## Data to examine:
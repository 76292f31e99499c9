// Copyright (c) 2024-2026 Martin Schröder <info@swedishembedded.com>
//
// SPDX-License-Identifier: MIT
use std::sync::{Mutex, RwLock};

use chrono::{DateTime, Utc};
use tokio::sync::Mutex as AsyncMutex;

use crate::failure::FailureTracker;
use crate::memory::SegmentedMemory;

#[derive(Debug, Default)]
struct SessionMeta {
    agent_id: Option<String>,
    parent_session_id: Option<String>,
}

/// One live conversation session.
///
/// Owned solely by the manager's registry; everything else refers to the
/// session by id.  The memory and failure tracker are runtime behavior, not
/// state; they are rebuilt from the store on reload, never persisted.
pub struct Session {
    pub id: String,
    meta: RwLock<SessionMeta>,
    /// Guards the segmented memory across its async compaction points.
    pub memory: AsyncMutex<SegmentedMemory>,
    /// Failure bookkeeping; plain mutex, never held across an await.
    pub failures: Mutex<FailureTracker>,
    pub created_at: DateTime<Utc>,
}

impl std::fmt::Debug for Session {
    fn fmt(&self, f: &mut std::fmt::Formatter<'_>) -> std::fmt::Result {
        f.debug_struct("Session")
            .field("id", &self.id)
            .field("created_at", &self.created_at)
            .finish_non_exhaustive()
    }
}

impl Session {
    pub fn new(id: impl Into<String>, memory: SegmentedMemory, failures: FailureTracker) -> Self {
        Self {
            id: id.into(),
            meta: RwLock::new(SessionMeta::default()),
            memory: AsyncMutex::new(memory),
            failures: Mutex::new(failures),
            created_at: Utc::now(),
        }
    }

    pub fn agent_id(&self) -> Option<String> {
        self.meta.read().unwrap().agent_id.clone()
    }

    pub fn parent_session_id(&self) -> Option<String> {
        self.meta.read().unwrap().parent_session_id.clone()
    }

    /// Adopt agent/parent identity with first-writer-wins semantics: values
    /// already set are never overwritten; later callers see the originals.
    pub(crate) fn adopt_identity(&self, agent_id: Option<&str>, parent: Option<&str>) {
        let mut meta = self.meta.write().unwrap();
        if meta.agent_id.is_none() {
            if let Some(a) = agent_id {
                if !a.is_empty() {
                    meta.agent_id = Some(a.to_string());
                }
            }
        }
        if meta.parent_session_id.is_none() {
            if let Some(p) = parent {
                if !p.is_empty() {
                    meta.parent_session_id = Some(p.to_string());
                }
            }
        }
    }
}

// ─── Unit tests ──────────────────────────────────────────────────────────────
// Copyright (c) 2024-2026 Martin Schröder <info@swedishembedded.com>
//
// SPDX-License-Identifier: Apache-2.0
use engram_store::StoreError;

/// Memory-engine errors.
///
/// As with [`StoreError`], the `kind()` strings are part of the tool
/// contract.  The upper-case spellings are intentional; they match the wire
/// contract for context-value errors.
#[derive(Debug, thiserror::Error)]
pub enum MemoryError {
    #[error("promotion would overflow the context budget ({needed} tokens needed, {budget} available)")]
    TokenBudgetExceeded { needed: usize, budget: usize },
    #[error("recall requires a durable session store, but none is attached")]
    SwapNotEnabled,
    #[error("agent id is required but absent from the call context")]
    MissingAgentId,
    #[error("session id is required but absent from the call context")]
    MissingSessionId,
    #[error("unknown session: {0}")]
    SessionNotFound(String),
    #[error("{0}")]
    CircuitBreakerTripped(String),
    #[error(transparent)]
    Store(#[from] StoreError),
}

impl MemoryError {
    pub fn kind(&self) -> &'static str {
        match self {
            MemoryError::TokenBudgetExceeded { .. } => "token_budget_exceeded",
            MemoryError::SwapNotEnabled => "SWAP_NOT_ENABLED",
            MemoryError::MissingAgentId => "MISSING_AGENT_ID",
            MemoryError::MissingSessionId => "MISSING_SESSION_ID",
            MemoryError::SessionNotFound(_) => "not_found",
            MemoryError::CircuitBreakerTripped(_) => "circuit_breaker",
            MemoryError::Store(e) => e.kind(),
        }
    }

    pub fn suggestion(&self) -> Option<&str> {
        match self {
            MemoryError::Store(e) => e.suggestion(),
            _ => None,
        }
    }
}

// ─── Unit tests ──────────────────────────────────────────────────────────────

#[cfg(test)]
mod tests {
    use super::*;

    #[test]
    fn kinds_match_the_wire_contract() {
        assert_eq!(
            MemoryError::TokenBudgetExceeded {
                needed: 10,
                budget: 5
            }
            .kind(),
            "token_budget_exceeded"
        );
        assert_eq!(MemoryError::SwapNotEnabled.kind(), "SWAP_NOT_ENABLED");
        assert_eq!(MemoryError::MissingAgentId.kind(), "MISSING_AGENT_ID");
        assert_eq!(MemoryError::MissingSessionId.kind(), "MISSING_SESSION_ID");
    }

    #[test]
    fn store_errors_pass_their_kind_through() {
        let e = MemoryError::Store(StoreError::NotFound("x".into()));
        assert_eq!(e.kind(), "not_found");
    }
}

## Activity:
Output each record precisely as given.

## Answer to this problem:
repository 76292f31e99499c9
// Copyright (c) 2024-2026 Martin Schröder <info@swedishembedded.com>
//
// SPDX-License-Identifier: MIT
use std::sync::{Mutex, RwLock};

use chrono::{DateTime, Utc};
use tokio::sync::Mutex as AsyncMutex;

use crate::failure::FailureTracker;
use crate::memory::SegmentedMemory;

#[derive(Debug, Default)]
struct SessionMeta {
    agent_id: Option<String>,
    parent_session_id: Option<String>,
}

/// One live conversation session.
///
/// Owned solely by the manager's registry; everything else refers to the
/// session by id.  The memory and failure tracker are runtime behavior, not
/// state; they are rebuilt from the store on reload, never persisted.
pub struct Session {
    pub id: String,
    meta: RwLock<SessionMeta>,
    /// Guards the segmented memory across its async compaction points.
    pub memory: AsyncMutex<SegmentedMemory>,
    /// Failure bookkeeping; plain mutex, never held across an await.
    pub failures: Mutex<FailureTracker>,
    pub created_at: DateTime<Utc>,
}

impl std::fmt::Debug for Session {
    fn fmt(&self, f: &mut std::fmt::Formatter<'_>) -> std::fmt::Result {
        f.debug_struct("Session")
            .field("id", &self.id)
            .field("created_at", &self.created_at)
            .finish_non_exhaustive()
    }
}

impl Session {
    pub fn new(id: impl Into<String>, memory: SegmentedMemory, failures: FailureTracker) -> Self {
        Self {
            id: id.into(),
            meta: RwLock::new(SessionMeta::default()),
            memory: AsyncMutex::new(memory),
            failures: Mutex::new(failures),
            created_at: Utc::now(),
        }
    }

    pub fn agent_id(&self) -> Option<String> {
        self.meta.read().unwrap().agent_id.clone()
    }

    pub fn parent_session_id(&self) -> Option<String> {
        self.meta.read().unwrap().parent_session_id.clone()
    }

    /// Adopt agent/parent identity with first-writer-wins semantics: values
    /// already set are never overwritten; later callers see the originals.
    pub(crate) fn adopt_identity(&self, agent_id: Option<&str>, parent: Option<&str>) {
        let mut meta = self.meta.write().unwrap();
        if meta.agent_id.is_none() {
            if let Some(a) = agent_id {
                if !a.is_empty() {
                    meta.agent_id = Some(a.to_string());
                }
            }
        }
        if meta.parent_session_id.is_none() {
            if let Some(p) = parent {
                if !p.is_empty() {
                    meta.parent_session_id = Some(p.to_string());
                }
            }
        }
    }
}

// ─── Unit tests ──────────────────────────────────────────────────────────────
// Copyright (c) 2024-2026 Martin Schröder <info@swedishembedded.com>
//
// SPDX-License-Identifier: Apache-2.0
use engram_store::StoreError;

/// Memory-engine errors.
///
/// As with [`StoreError`], the `kind()` strings are part of the tool
/// contract.  The upper-case spellings are intentional; they match the wire
/// contract for context-value errors.
#[derive(Debug, thiserror::Error)]
pub enum MemoryError {
    #[error("promotion would overflow the context budget ({needed} tokens needed, {budget} available)")]
    TokenBudgetExceeded { needed: usize, budget: usize },
    #[error("recall requires a durable session store, but none is attached")]
    SwapNotEnabled,
    #[error("agent id is required but absent from the call context")]
    MissingAgentId,
    #[error("session id is required but absent from the call context")]
    MissingSessionId,
    #[error("unknown session: {0}")]
    SessionNotFound(String),
    #[error("{0}")]
    CircuitBreakerTripped(String),
    #[error(transparent)]
    Store(#[from] StoreError),
}

impl MemoryError {
    pub fn kind(&self) -> &'static str {
        match self {
            MemoryError::TokenBudgetExceeded { .. } => "token_budget_exceeded",
            MemoryError::SwapNotEnabled => "SWAP_NOT_ENABLED",
            MemoryError::MissingAgentId => "MISSING_AGENT_ID",
            MemoryError::MissingSessionId => "MISSING_SESSION_ID",
            MemoryError::SessionNotFound(_) => "not_found",
            MemoryError::CircuitBreakerTripped(_) => "circuit_breaker",
            MemoryError::Store(e) => e.kind(),
        }
    }

    pub fn suggestion(&self) -> Option<&str> {
        match self {
            MemoryError::Store(e) => e.suggestion(),
            _ => None,
        }
    }
}

// ─── Unit tests ──────────────────────────────────────────────────────────────

#[cfg(test)]
mod tests {
    use super::*;

    #[test]
    fn kinds_match_the_wire_contract() {
        assert_eq!(
            MemoryError::TokenBudgetExceeded {
                needed: 10,
                budget: 5
            }
            .kind(),
            "token_budget_exceeded"
        );
        assert_eq!(MemoryError::SwapNotEnabled.kind(), "SWAP_NOT_ENABLED");
        assert_eq!(MemoryError::MissingAgentId.kind(), "MISSING_AGENT_ID");
        assert_eq!(MemoryError::MissingSessionId.kind(), "MISSING_SESSION_ID");
    }

    #[test]
    fn store_errors_pass_their_kind_through() {
        let e = MemoryError::Store(StoreError::NotFound("x".into()));
        assert_eq!(e.kind(), "not_found");
    }
}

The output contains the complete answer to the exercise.